First Secretary of the Central Committee of the Komsomol
- In office 4 November 1918 – 17 July 1919
- Preceded by: Office established
- Succeeded by: Oscar Ryvkin

Personal details
- Born: Yefim Victorovich Tsetlin 1898 Mogilev, Mogilev Governorate, Russian Empire
- Died: 22 September 1937 (aged 38–39) Ivanovo, RSFSR, Soviet Union
- Citizenship: Soviet Union
- Party: CPSU (1918–1933, 1934–1937)
- Occupation: Politician

= Yefim Tsetlin =

Soviet politician and Communist Activist

Yefim Victorovich Tsetlin (Russian: Ефим Викторович Цетлин; 1898 – 22 September 1937) was a Soviet politician and an activist of the youth communist movement in the Soviet Union.

== Early life and education ==
Tsetlin was born into a Jewish family in the city of Mogilev in the Russian Empire (modern day Belarus). He studied at the Moscow Technical University from 1917 to 1918. During his time as a student, he participated in the October Revolution in Petrograd. From November 1917 to April 1918 he was the Chairman of the District Committee of the Workers' Youth Union in Moscow.

== Political career ==
Tsetlin became a member of the Bolshevik Party in 1918. He immediately became the First Secretary of the Central Committee of the Komsomol on 4 November 1918. In 1919, he became deeply involved with the Young Communist International. He became the Secretary of the Moscow Committee of the Komsomol in 1920. In 1922, Tsetlin became a member of the Executive Committee of the Young Communist International and in the same year, he was sent to Germany for Bolshevik agitation. He worked in various positions soon after, including becoming a member of the editorial board of Pravda, member of the Executive Committee of the Comintern, and other minor work regarding the party in Leningrad. From 1929 to 1932, Tsetlin was an employee of the Supreme Soviet of the National Economy and later from 1932 to 1933, he served as the Deputy Head of the Scientific and Research Sector of the People's Commissariat of Heavy Industry.

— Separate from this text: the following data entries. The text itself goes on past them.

//! User Model (SmartSpend app customers)

use super::RecordStatus;
use chrono::{DateTime, Utc};
use serde::{Deserialize, Serialize};

#[derive(Debug, Clone, PartialEq, Serialize, Deserialize)]
pub struct User {
    pub id: i64,
    pub first_name: String,
    pub last_name: String,
    pub email: String,
    pub phone: Option<String>,
    pub country_id: Option<i64>,
    pub company_id: Option<i64>,
    #[serde(default)]
    pub is_verified: bool,
    #[serde(default)]
    pub status: RecordStatus,
    pub created_at: Option<DateTime<Utc>>,
}

impl User {
    pub fn full_name(&self) -> String {
        format!("{} {}", self.first_name, self.last_name)
            .trim()
            .to_string()
    }
}

/// Create user payload
#[derive(Debug, Clone, Serialize, Deserialize)]
pub struct UserCreate {
    pub first_name: String,
    pub last_name: String,
    pub email: String,
    pub phone: Option<String>,
    pub country_id: Option<i64>,
    pub company_id: Option<i64>,
    pub password: String,
}

/// Update user payload
#[derive(Debug, Clone, Default, Serialize, Deserialize)]
pub struct UserUpdate {
    #[serde(skip_serializing_if = "Option::is_none")]
    pub first_name: Option<String>,
    #[serde(skip_serializing_if = "Option::is_none")]
    pub last_name: Option<String>,
    #[serde(skip_serializing_if = "Option::is_none")]
    pub email: Option<String>,
    #[serde(skip_serializing_if = "Option::is_none")]
    pub phone: Option<String>,
    #[serde(skip_serializing_if = "Option::is_none")]
    pub country_id: Option<i64>,
    #[serde(skip_serializing_if = "Option::is_none")]
    pub company_id: Option<i64>,
}

/// Status change payload
#[derive(Debug, Clone, Serialize, Deserialize)]
pub struct UserStatusUpdate {
    pub status: RecordStatus,
}

/// Verification payload
#[derive(Debug, Clone, Serialize, Deserialize)]
pub struct UserVerification {
    pub is_verified: bool,
}
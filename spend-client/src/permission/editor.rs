use super::PermissionGrid;
use shared::types::{ActionType, ModuleName, PermissionId};
use std::collections::BTreeMap;

/// Module → action → checked
pub type CheckboxState = BTreeMap<ModuleName, BTreeMap<ActionType, bool>>;

/// Tri-state of a select-all or module-row checkbox
#[derive(Debug, Clone, Copy, PartialEq, Eq)]
pub enum SelectAllState {
    Unchecked,
    Partial,
    Checked,
}

impl SelectAllState {
    fn from_counts(checked: usize, total: usize) -> Self {
        match checked {
            0 => Self::Unchecked,
            n if n == total => Self::Checked,
            _ => Self::Partial,
        }
    }
}

/// Checkbox state of one role's permission matrix
///
/// Rebuilt from scratch each time the editor opens. Every cell of the grid
/// has an entry, so the checkbox keys always match the grid.
#[derive(Debug, Clone)]
pub struct PermissionEditor {
    grid: PermissionGrid,
    checked: CheckboxState,
    all_checked: bool,
}

impl PermissionEditor {
    /// Seed from the full grid and a role's grants
    ///
    /// Grants for cells the grid does not have are ignored.
    pub fn open(all: PermissionGrid, granted: &PermissionGrid) -> Self {
        let mut checked = CheckboxState::new();
        for (module, action, _) in all.cells() {
            checked
                .entry(module.to_string())
                .or_default()
                .insert(action.to_string(), granted.contains(module, action));
        }
        let mut editor = Self {
            grid: all,
            checked,
            all_checked: false,
        };
        editor.refresh_all_checked();
        editor
    }

    pub fn grid(&self) -> &PermissionGrid {
        &self.grid
    }

    pub fn state(&self) -> &CheckboxState {
        &self.checked
    }

    pub fn is_checked(&self, module: &str, action: &str) -> bool {
        self.checked
            .get(module)
            .and_then(|row| row.get(action))
            .copied()
            .unwrap_or(false)
    }

    /// Set one cell; cells outside the grid are ignored
    pub fn toggle(&mut self, module: &str, action: &str, checked: bool) {
        let Some(cell) = self.checked.get_mut(module).and_then(|row| row.get_mut(action)) else {
            tracing::debug!(module, action, "Ignoring toggle for unknown permission");
            return;
        };
        *cell = checked;
        self.refresh_all_checked();
    }

    /// Set every cell
    pub fn toggle_all(&mut self, checked: bool) {
        for cell in self.checked.values_mut().flat_map(|row| row.values_mut()) {
            *cell = checked;
        }
        self.refresh_all_checked();
    }

    /// Set every cell of one module row
    pub fn toggle_module(&mut self, module: &str, checked: bool) {
        let Some(row) = self.checked.get_mut(module) else {
            return;
        };
        for cell in row.values_mut() {
            *cell = checked;
        }
        self.refresh_all_checked();
    }

    /// True only when the grid has cells and all of them are checked
    pub fn is_all_checked(&self) -> bool {
        self.all_checked
    }

    pub fn select_all_state(&self) -> SelectAllState {
        let total = self.grid.len();
        let checked = self.checked_count();
        if total == 0 {
            return SelectAllState::Unchecked;
        }
        SelectAllState::from_counts(checked, total)
    }

    pub fn module_state(&self, module: &str) -> SelectAllState {
        let Some(row) = self.checked.get(module) else {
            return SelectAllState::Unchecked;
        };
        if row.is_empty() {
            return SelectAllState::Unchecked;
        }
        let checked = row.values().filter(|c| **c).count();
        SelectAllState::from_counts(checked, row.len())
    }

    /// Permission ids of every checked cell, ascending
    pub fn submission_set(&self) -> Vec<PermissionId> {
        let mut ids: Vec<PermissionId> = self
            .grid
            .cells()
            .filter(|(module, action, _)| self.is_checked(module, action))
            .map(|(_, _, id)| id)
            .collect();
        ids.sort_unstable();
        ids.dedup();
        ids
    }

    fn checked_count(&self) -> usize {
        self.checked
            .values()
            .flat_map(|row| row.values())
            .filter(|c| **c)
            .count()
    }

    fn refresh_all_checked(&mut self) {
        let mut cells = self.checked.values().flat_map(|row| row.values()).peekable();
        self.all_checked = cells.peek().is_some() && cells.all(|c| *c);
    }
}
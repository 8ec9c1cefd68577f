//! Profile Model (the signed-in admin's own record)

use serde::{Deserialize, Serialize};

#[derive(Debug, Clone, PartialEq, Serialize, Deserialize)]
pub struct Profile {
    pub id: i64,
    pub name: String,
    pub email: String,
    pub phone: Option<String>,
    pub avatar_url: Option<String>,
}

#[derive(Debug, Clone, Serialize, Deserialize)]
pub struct ProfileUpdate {
    pub name: String,
    pub email: String,
    pub phone: Option<String>,
}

Tsetlin was arrested on 13 February 1933 due to his potential involvement in the Slepkov Case. He was expelled from the Communist Party of the Soviet Union on 20 February 1933. He was released on 4 May 1933 and was sent to Sverdlovsk soon after. His party membership was restored on 10 July 1934. From 1934 to 1937 he worked as the manager of the Technical Service Office of the Ural Heavy Machinery Factory in Sverdlovsk. He was arrested again on 16 April 1937 during the Great Purge. He was initially sentenced to imprisonment and forfeiture of rights but was sentenced to execution by the Ivanovo Oblast NKVD troika. On 22 September 1937 Tsetlin was executed by a firing squad. He was posthumously rehabilitated on 27 August 1957 by the Military Collegium of the Supreme Court of the USSR.